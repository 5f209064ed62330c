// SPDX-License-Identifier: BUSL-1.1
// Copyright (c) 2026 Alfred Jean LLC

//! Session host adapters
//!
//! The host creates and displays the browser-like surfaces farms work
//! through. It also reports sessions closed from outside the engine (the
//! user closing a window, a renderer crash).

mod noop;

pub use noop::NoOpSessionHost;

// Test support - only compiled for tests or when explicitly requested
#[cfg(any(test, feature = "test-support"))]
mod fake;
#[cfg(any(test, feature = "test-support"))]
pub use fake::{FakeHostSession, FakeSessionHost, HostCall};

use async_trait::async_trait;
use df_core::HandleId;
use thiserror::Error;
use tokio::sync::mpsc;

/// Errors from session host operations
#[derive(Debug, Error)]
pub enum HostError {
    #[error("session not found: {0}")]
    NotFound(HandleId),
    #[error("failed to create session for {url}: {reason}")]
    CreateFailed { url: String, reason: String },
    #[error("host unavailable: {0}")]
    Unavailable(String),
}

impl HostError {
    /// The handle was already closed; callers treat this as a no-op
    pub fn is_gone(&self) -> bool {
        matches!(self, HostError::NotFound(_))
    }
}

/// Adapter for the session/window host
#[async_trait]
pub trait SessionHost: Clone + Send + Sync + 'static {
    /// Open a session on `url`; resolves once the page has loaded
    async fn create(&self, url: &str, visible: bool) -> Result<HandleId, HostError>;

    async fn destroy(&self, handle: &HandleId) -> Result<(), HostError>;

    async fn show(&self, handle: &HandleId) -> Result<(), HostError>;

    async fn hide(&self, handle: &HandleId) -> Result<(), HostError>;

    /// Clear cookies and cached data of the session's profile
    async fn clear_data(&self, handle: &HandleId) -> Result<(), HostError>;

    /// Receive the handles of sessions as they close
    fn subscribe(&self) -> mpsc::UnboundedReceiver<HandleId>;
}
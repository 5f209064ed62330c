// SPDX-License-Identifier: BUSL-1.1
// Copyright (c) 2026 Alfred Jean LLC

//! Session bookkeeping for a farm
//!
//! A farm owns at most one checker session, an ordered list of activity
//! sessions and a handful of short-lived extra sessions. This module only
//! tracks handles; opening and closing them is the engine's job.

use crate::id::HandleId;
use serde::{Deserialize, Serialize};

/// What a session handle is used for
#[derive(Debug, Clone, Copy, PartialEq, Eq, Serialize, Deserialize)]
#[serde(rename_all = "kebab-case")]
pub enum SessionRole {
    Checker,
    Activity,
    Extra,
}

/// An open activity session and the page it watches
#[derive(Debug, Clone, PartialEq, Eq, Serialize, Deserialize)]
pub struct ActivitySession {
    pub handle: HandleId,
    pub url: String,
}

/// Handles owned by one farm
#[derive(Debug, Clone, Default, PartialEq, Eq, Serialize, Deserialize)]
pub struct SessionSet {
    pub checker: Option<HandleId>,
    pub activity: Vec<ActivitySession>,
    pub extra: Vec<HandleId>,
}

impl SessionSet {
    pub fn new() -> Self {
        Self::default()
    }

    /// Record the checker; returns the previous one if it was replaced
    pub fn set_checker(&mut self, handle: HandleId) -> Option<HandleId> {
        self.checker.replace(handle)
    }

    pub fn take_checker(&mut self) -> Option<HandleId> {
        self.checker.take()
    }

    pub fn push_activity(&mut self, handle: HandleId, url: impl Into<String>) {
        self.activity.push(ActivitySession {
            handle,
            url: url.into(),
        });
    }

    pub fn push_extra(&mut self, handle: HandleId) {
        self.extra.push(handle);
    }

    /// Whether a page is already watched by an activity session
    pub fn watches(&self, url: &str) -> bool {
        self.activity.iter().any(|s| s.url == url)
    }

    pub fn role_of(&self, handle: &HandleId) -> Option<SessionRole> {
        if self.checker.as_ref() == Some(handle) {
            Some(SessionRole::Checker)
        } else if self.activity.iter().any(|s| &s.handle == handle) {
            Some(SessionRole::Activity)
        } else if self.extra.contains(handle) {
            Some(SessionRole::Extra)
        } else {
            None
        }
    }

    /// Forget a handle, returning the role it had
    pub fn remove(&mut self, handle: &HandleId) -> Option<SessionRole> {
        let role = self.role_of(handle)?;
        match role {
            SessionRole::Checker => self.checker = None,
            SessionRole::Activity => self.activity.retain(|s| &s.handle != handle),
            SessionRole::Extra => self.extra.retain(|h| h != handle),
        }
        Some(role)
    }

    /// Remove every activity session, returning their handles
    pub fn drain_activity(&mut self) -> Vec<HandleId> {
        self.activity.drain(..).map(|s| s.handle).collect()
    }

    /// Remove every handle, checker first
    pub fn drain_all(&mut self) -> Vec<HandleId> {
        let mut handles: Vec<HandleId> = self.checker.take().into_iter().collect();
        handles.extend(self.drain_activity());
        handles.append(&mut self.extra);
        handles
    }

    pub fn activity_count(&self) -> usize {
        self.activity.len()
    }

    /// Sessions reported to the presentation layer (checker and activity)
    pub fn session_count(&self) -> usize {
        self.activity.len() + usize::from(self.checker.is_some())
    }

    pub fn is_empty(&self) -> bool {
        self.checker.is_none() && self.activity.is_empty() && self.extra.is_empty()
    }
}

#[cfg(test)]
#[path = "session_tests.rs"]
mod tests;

· · · · ·

Task brief
Which lines of the listing contain the word "String"? Copy each of them.

Answer to the problem
    CreateFailed { url: String, reason: String },
    Unavailable(String),
    pub url: String,
    pub fn push_activity(&mut self, handle: HandleId, url: impl Into<String>) {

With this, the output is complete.